Gümrük birliği ile Avrupa Birliğinin Türkiye'ye uyguladığı
kotaları kaldırması çok sınırlı bir ticaret yaratıcı etki ortaya
çıkarmıştır. 1996 yılından sonra Türkiye ile Avrupa Birliği
arasında dış ticaretin yani ithalatın ve ihracatın dengeli bir
biçimde arttığını görüyoruz.
Sonuç
Türkiye’nin Avrupa Birliğine tam üyelik
sürecinin hızlandırılarak, Türkiye Avrupa Birliği ekonomik ve
ticari ilişkilerinin, her iki tarafın ekonomik çıkarlarına uygun
olarak geliştirilmesi için gerek Türkiye'nin ve gerekse Avrupa
Birliğinin atması gereken adımlar vardır.
Türkiye uygulamaya koyduğu üç yıllık istikrar
programını kararlılıkla uygulayarak ekonomik istikrarı ve
Maastrich
ekonomik kriterlerinin gerçekleşmesini
mutlaka sağlamalıdır.
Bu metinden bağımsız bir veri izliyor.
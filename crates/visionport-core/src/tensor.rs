use std::fmt;
use std::str::FromStr;

use smallvec::SmallVec;

use crate::PipelineError;

#[derive(Clone, Copy, Debug, PartialEq, Eq)]
pub enum DType {
    F32,
    F16,
    I64,
    I32,
    U8,
}

impl DType {
    pub fn byte_size(self) -> usize {
        match self {
            DType::F32 => 4,
            DType::F16 => 2,
            DType::I64 => 8,
            DType::I32 => 4,
            DType::U8 => 1,
        }
    }
}

/// Ordered tensor dimensions, e.g. `[batch, channels, height, width]`.
#[derive(Clone, Debug, PartialEq, Eq, Hash)]
pub struct Shape(pub SmallVec<[usize; 6]>);

impl Shape {
    pub fn from_slice(d: &[usize]) -> Self {
        Self(d.iter().copied().collect())
    }

    pub fn rank(&self) -> usize {
        self.0.len()
    }

    pub fn dims(&self) -> &[usize] {
        &self.0
    }

    pub fn dim(&self, axis: usize) -> Option<usize> {
        self.0.get(axis).copied()
    }

    /// Product of all dimensions. Any zero dimension yields zero.
    pub fn element_count(&self) -> usize {
        self.0.iter().product()
    }

    /// Dimensions joined with `x`, the notation runtime profile options expect.
    pub fn to_dim_string(&self) -> String {
        self.0
            .iter()
            .map(|d| d.to_string())
            .collect::<Vec<_>>()
            .join("x")
    }
}

impl fmt::Display for Shape {
    fn fmt(&self, f: &mut fmt::Formatter<'_>) -> fmt::Result {
        write!(f, "[")?;
        for (i, d) in self.0.iter().enumerate() {
            if i > 0 {
                write!(f, ", ")?;
            }
            write!(f, "{d}")?;
        }
        write!(f, "]")
    }
}

impl FromStr for Shape {
    type Err = PipelineError;

    /// Parses `1x3x224x224`.
    fn from_str(raw: &str) -> Result<Self, Self::Err> {
        let dims = raw
            .split(['x', 'X'])
            .map(|d| {
                d.trim().parse::<usize>().map_err(|_| {
                    PipelineError::Configuration(format!("invalid dimension `{d}` in shape `{raw}`"))
                })
            })
            .collect::<Result<SmallVec<[usize; 6]>, _>>()?;
        Ok(Self(dims))
    }
}
use tracing::Level;

use crate::{PipelineError, PrecisionHint, Result, Shape};

/// Default scratch budget for kernel/tactic selection: 1 GiB.
pub const DEFAULT_WORKSPACE_BYTES: usize = 1 << 30;

#[derive(Clone, Debug, PartialEq, Eq)]
pub struct OptimizationProfile {
    pub min: Shape,
    pub opt: Shape,
    pub max: Shape,
}

impl OptimizationProfile {
    pub fn fixed(shape: Shape) -> Self {
        Self {
            min: shape.clone(),
            opt: shape.clone(),
            max: shape,
        }
    }

    pub fn is_fixed(&self) -> bool {
        self.min == self.opt && self.opt == self.max
    }
}

/// Everything a compiler needs besides the graph itself.
#[derive(Clone, Debug)]
pub struct BuildConstraints {
    pub input_name: String,
    pub profile: OptimizationProfile,
    pub precision_hint: PrecisionHint,
    pub workspace_bytes: usize,
    pub max_batch: usize,
    /// Runtime diagnostics below this severity are dropped.
    pub runtime_log_level: Level,
}

impl BuildConstraints {
    pub fn fixed(input_name: impl Into<String>, shape: Shape) -> Self {
        Self {
            input_name: input_name.into(),
            profile: OptimizationProfile::fixed(shape),
            precision_hint: PrecisionHint::default(),
            workspace_bytes: DEFAULT_WORKSPACE_BYTES,
            max_batch: 1,
            runtime_log_level: Level::ERROR,
        }
    }

    pub fn with_precision_hint(mut self, hint: PrecisionHint) -> Self {
        self.precision_hint = hint;
        self
    }

    pub fn with_workspace_bytes(mut self, bytes: usize) -> Self {
        self.workspace_bytes = bytes;
        self
    }

    pub fn with_runtime_log_level(mut self, level: Level) -> Self {
        self.runtime_log_level = level;
        self
    }

    /// The single shape every profile selector agrees on.
    pub fn input_shape(&self) -> &Shape {
        &self.profile.opt
    }

    pub fn validate(&self) -> Result<()> {
        if self.input_name.is_empty() {
            return Err(PipelineError::Configuration(
                "input binding name is empty".to_string(),
            ));
        }
        if !self.profile.is_fixed() {
            return Err(PipelineError::Configuration(format!(
                "dynamic shapes are not supported: min {} opt {} max {}",
                self.profile.min, self.profile.opt, self.profile.max
            )));
        }
        let shape = self.input_shape();
        if shape.element_count() == 0 {
            return Err(PipelineError::Configuration(format!(
                "input shape {shape} has no elements"
            )));
        }
        if self.max_batch != 1 {
            return Err(PipelineError::Configuration(format!(
                "max batch {} unsupported; only batch 1 is dispatched",
                self.max_batch
            )));
        }
        if shape.dim(0).is_some_and(|batch| batch > self.max_batch) {
            return Err(PipelineError::Configuration(format!(
                "profile batch {} exceeds max batch {}",
                shape.0[0], self.max_batch
            )));
        }
        if self.workspace_bytes == 0 {
            return Err(PipelineError::Configuration(
                "workspace budget must be non-zero".to_string(),
            ));
        }
        Ok(())
    }
}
Böylece ekonomide yaşanan belirsizlik ve
güvensizlik ortadan kaldırılacaktır Bu durumda Türk ve Avrupa
Birliği firmalarının Türkiye'de ortak yatırım yapmasının ve
Türkiye'ye yabancı sermaye girişinin önü açılacaktır.
Türkiye piyasa
ekonomisinin bütün kurum ve kuruluşları ile etkin bir şekilde
işlemesini sağlayacak yapısal düzenlemeleri yapmaya devam
etmelidir. Türk ekonomisinin rekabet gücünü arttıracak
teknoloji, eğitim, teşvik politikalarının ve alt-yapının
geliştirilmesine birinci öncelik verilmelidir.
Avrupa Birliği bugüne kadar uyguladığı Türkiye'nin
tam üyeliğini geciktirmek politikasına bir son vermelidir.
Aralık 2002 tarihinde yapılan Avrupa Konseyi toplantısında
Türkiye'nin tam üyeliğini geciktirme politikasının uygulanmasına
devam edildiğini ve Türkiye ile tam üyelik müzakerelerinin
başlamasının en erken 2005 yılına bırakıldığını görüyoruz.
Bundan önceki bölümlerde yaptığımız analiz ve açıklamalar bu
uygulamanın her iki tarafın ekonomik çıkarlarına aykırı olduğunu
ortaya koymaktadır. Avrupa Birliği Türkiye'nin taqı üyelik
sürecini hızlandıracak biçimde Türk ekonomisinin büyüklüğünü göz
önüne alarak Türkiye'ye mali yardım yapmalıdır. Avrupa Birliği
2000-2003 arasında tam üyeliğe uyum için Türkiye'ye yılda 150
milyon Euro yardım yapmıştır. 2004 yılında bu miktar 350 milyon
Euro'ya çıkartılacaktır. Ancak, Türk ekonomisinin büyüklüğü göz
önüne alındığında bu miktar yetersizdir. Bu konuda Avrupa
Birliği dayanışma ilkesine uygun olarak davranmalıdır.